In this chapter, the authors present a challenging case of a woman with multiple pelvic floor disorders (PFDs) who continues to experience significant symptoms which may be coexistent and/or resultant from her previous treatment. As suggested by the authors, this patient would benefit from evaluation by multiple specialties including urology, gynecology, gastroenterology, colorectal surgery, pelvic floor physical therapy, and female pelvic medicine and reconstructive surgery. The authors discuss the multiple benefits of a multidisciplinary approach including accuracy of diagnosis, efficiency of workup, appropriateness of interventions, patient quality of life, and patient satisfaction. Multidisciplinary care has been successfully implemented for conditions including cancer, breast care, wound care, and diabetes. PFDs would be an ideal target for multidisciplinary care as patients often suffer complex dysfunction of multiple organ systems.

The ideal setting to care for these patients would be a single center incorporating the multiple specialties listed above. Creating a “home” for PFD patients would increase patient access to multiple specialists. Patients with multiple PFDs often have difficulty navigating their treatment in the traditional compartmentalized “silo” approach. Previous studies have demonstrated that patients’ health literacy for PFDs is limited, and our institution has previously shown that patient follow-up rates for OAB (a representative PFD) treatment are poor. Patients often get lost in the shuffle and may be offered incomplete treatment by a single specialist in the traditional model.

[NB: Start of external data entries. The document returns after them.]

// Copyright (C) 2026 Brian Johnson
//
// This program is free software; you can redistribute it and/or modify
// it under the terms of the GNU General Public License as published by
// the Free Software Foundation; either version 2 of the License, or
// (at your option) any later version.
//
// This program is distributed in the hope that it will be useful,
// but WITHOUT ANY WARRANTY; without even the implied warranty of
// MERCHANTABILITY or FITNESS FOR A PARTICULAR PURPOSE.  See the
// GNU General Public License for more details.
//
// You should have received a copy of the GNU General Public License along
// with this program; if not, write to the Free Software Foundation, Inc.,
// 51 Franklin Street, Fifth Floor, Boston, MA 02110-1301 USA.

//! Packet framing and parsing

use crate::checksum::{generate_checksum, generate_crc16};
use crate::error::ModemError;
use crate::protocol::*;

/// A packet read back out of a buffer
#[derive(Debug, Clone, Copy, PartialEq, Eq)]
pub struct Packet<'a> {
    pub block: u8,
    pub complement: u8,
    pub payload: &'a [u8],
}

impl PacketLayout {
    /// Completes a packet whose first `filled` payload bytes are already in
    /// place: pads the rest with CPMEOF, writes the header and the trailer.
    ///
    /// Returns the packet length. `buf` must hold at least `packet_len()`.
    pub fn frame(&self, buf: &mut [u8], block: u8, filled: usize) -> usize {
        let data = self.data();
        buf[data.start + filled.min(self.payload_len)..data.end].fill(CPMEOF);

        buf[0] = self.start;
        buf[Self::BLOCK_NO] = block;
        buf[Self::COMP_BLOCK_NO] = !block;

        let trailer = self.trailer_range();
        match self.trailer {
            Trailer::Checksum => {
                let sum = generate_checksum(&buf[data]);
                buf[trailer.start] = sum;
            }
            Trailer::Crc16 => {
                let crc = generate_crc16(&buf[data]);
                buf[trailer].copy_from_slice(&crc.to_be_bytes());
            }
        }

        self.packet_len()
    }

    /// Splits a packet into its regions. `buf` must hold at least `packet_len()`.
    pub fn parse<'a>(&self, buf: &'a [u8]) -> Packet<'a> {
        Packet {
            block: buf[Self::BLOCK_NO],
            complement: buf[Self::COMP_BLOCK_NO],
            payload: &buf[self.data()],
        }
    }

    /// Checks a received packet against the block the receiver expects.
    ///
    /// A sequence error is `PacketMismatch`, a bad trailer on an in-sequence
    /// packet is `ChecksumOrCrcFailure`.
    pub fn check(&self, buf: &[u8], expected_block: u8) -> Result<(), ModemError> {
        let packet = self.parse(buf);
        if packet.block != expected_block || packet.complement != !expected_block {
            return Err(ModemError::PacketMismatch {
                expected: expected_block,
                received: packet.block,
                complement: packet.complement,
            });
        }
        if !self.verify(buf) {
            return Err(ModemError::ChecksumOrCrcFailure);
        }
        Ok(())
    }

    /// Whether the trailer matches the payload
    pub fn verify(&self, buf: &[u8]) -> bool {
        let data = self.data();
        match self.trailer {
            Trailer::Checksum => generate_checksum(&buf[data]) == buf[self.trailer_range().start],
            // CRC over payload and transmitted CRC leaves no remainder
            Trailer::Crc16 => generate_crc16(&buf[data.start..self.trailer_range().end]) == 0,
        }
    }
}

#[cfg(test)]
mod tests {
    use super::*;

    fn framed(variant: Variant, block: u8, content: &[u8]) -> Vec<u8> {
        let layout = variant.layout();
        let mut buf = vec![0u8; MAX_PACKET_LEN];
        buf[HEADER_LEN..HEADER_LEN + content.len()].copy_from_slice(content);
        let len = layout.frame(&mut buf, block, content.len());
        buf.truncate(len);
        buf
    }

    #[test]
    fn test_frame_basic_short_block() {
        let content = vec![0x55u8; 127];
        let packet = framed(Variant::Basic, 1, &content);

        assert_eq!(packet.len(), 132);
        assert_eq!(&packet[..3], &[SOH, 0x01, 0xFE]);
        assert_eq!(&packet[3..130], &content[..]);
        assert_eq!(packet[130], CPMEOF);

        let sum = generate_checksum(&packet[3..131]);
        assert_eq!(packet[131], sum);
    }

    #[test]
    fn test_frame_crc_trailer_big_endian() {
        let packet = framed(Variant::Crc, 7, b"hello");
        let crc = generate_crc16(&packet[3..131]);

        assert_eq!(packet.len(), 133);
        assert_eq!(packet[131], (crc >> 8) as u8);
        assert_eq!(packet[132], (crc & 0xFF) as u8);
        assert_eq!(generate_crc16(&packet[3..]), 0);
    }

    #[test]
    fn test_frame_onek() {
        let content: Vec<u8> = (0..1024).map(|i| (i % 251) as u8).collect();
        let packet = framed(Variant::OneK, 0xFF, &content);

        assert_eq!(packet.len(), 1029);
        assert_eq!(&packet[..3], &[STX, 0xFF, 0x00]);
        assert_eq!(&packet[3..1027], &content[..]);
    }

    #[test]
    fn test_parse_recovers_fields() {
        for variant in [Variant::Basic, Variant::Crc, Variant::OneK] {
            let layout = variant.layout();
            let packet = framed(variant, 0x42, b"payload");
            let parsed = layout.parse(&packet);

            assert_eq!(parsed.block, 0x42);
            assert_eq!(parsed.complement, 0xBD);
            assert_eq!(&parsed.payload[..7], b"payload");
            assert!(parsed.payload[7..].iter().all(|&b| b == CPMEOF));
            assert!(layout.verify(&packet), "{} packet should verify", variant);
        }
    }

    #[test]
    fn test_verify_detects_corruption() {
        for variant in [Variant::Basic, Variant::Crc, Variant::OneK] {
            let layout = variant.layout();
            let mut packet = framed(variant, 3, b"some data");
            packet[10] ^= 0x01;
            assert!(!layout.verify(&packet));
        }
    }

    #[test]
    fn test_fully_padded_block() {
        let packet = framed(Variant::Basic, 2, &[]);
        assert!(packet[3..131].iter().all(|&b| b == CPMEOF));
    }

    #[test]
    fn test_check_accepts_expected_block() {
        for variant in [Variant::Basic, Variant::Crc, Variant::OneK] {
            let packet = framed(variant, 9, b"in order");
            assert!(variant.layout().check(&packet, 9).is_ok());
        }
    }

    #[test]
    fn test_check_reports_bad_trailer() {
        for variant in [Variant::Basic, Variant::Crc, Variant::OneK] {
            let layout = variant.layout();
            let mut packet = framed(variant, 4, b"corrupted");
            packet[HEADER_LEN] ^= 0x80;

            let result = layout.check(&packet, 4);
            assert!(
                matches!(result, Err(ModemError::ChecksumOrCrcFailure)),
                "{} packet: {:?}",
                variant,
                result
            );
        }
    }

    #[test]
    fn test_check_sequence_before_trailer() {
        let layout = Variant::Crc.layout();
        let mut packet = framed(Variant::Crc, 5, b"late");
        packet[HEADER_LEN] ^= 0x80;

        match layout.check(&packet, 6) {
            Err(ModemError::PacketMismatch { expected, received, complement }) => {
                assert_eq!((expected, received, complement), (6, 5, 0xFA));
            }
            other => panic!("expected PacketMismatch, got {:?}", other),
        }

        // Right block number with a wrong complement is still out of sequence
        let mut packet = framed(Variant::Crc, 6, b"late");
        packet[PacketLayout::COMP_BLOCK_NO] = 0x00;
        assert!(matches!(layout.check(&packet, 6), Err(ModemError::PacketMismatch { .. })));
    }
}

Despite the multiple advantages of collaboration, very few of these centers exist nationally. Madjar et al. [54] previously reported that 55.4% of gynecologists and 29.4% of urologists never collaborate in the OR for anti-incontinence or pelvic floor reconstructive procedures. Often there is competition, and turf battles among the different specialties and collaborative care may lead to perceived loss of control for the physician. Physicians must realize that multidisciplinary input is essential for optimal patient care. In Madjar’s study cited above, two thirds of gynecologists and one third of urologists who did not collaborate in the OR believed they possessed sufficient expertise all by themselves.

A study of collaboration in clinical practice reported that providers’ collaboration across all contexts was hampered by organizational and individual factors, including differences in professional power, knowledge bases, and professional culture [55]. The lack of appropriate collaboration between providers impeded clinical work. Specialists in PFDs represent a diverse field of specialists and are no exceptions to these issues. As healthcare shifts toward value-based medicine and accountable care organizations, collaboration will become more critical, and PFD specialists should be cognizant of the issues impeding collaboration. In the end, patient care and satisfaction should improve with increased collaboration.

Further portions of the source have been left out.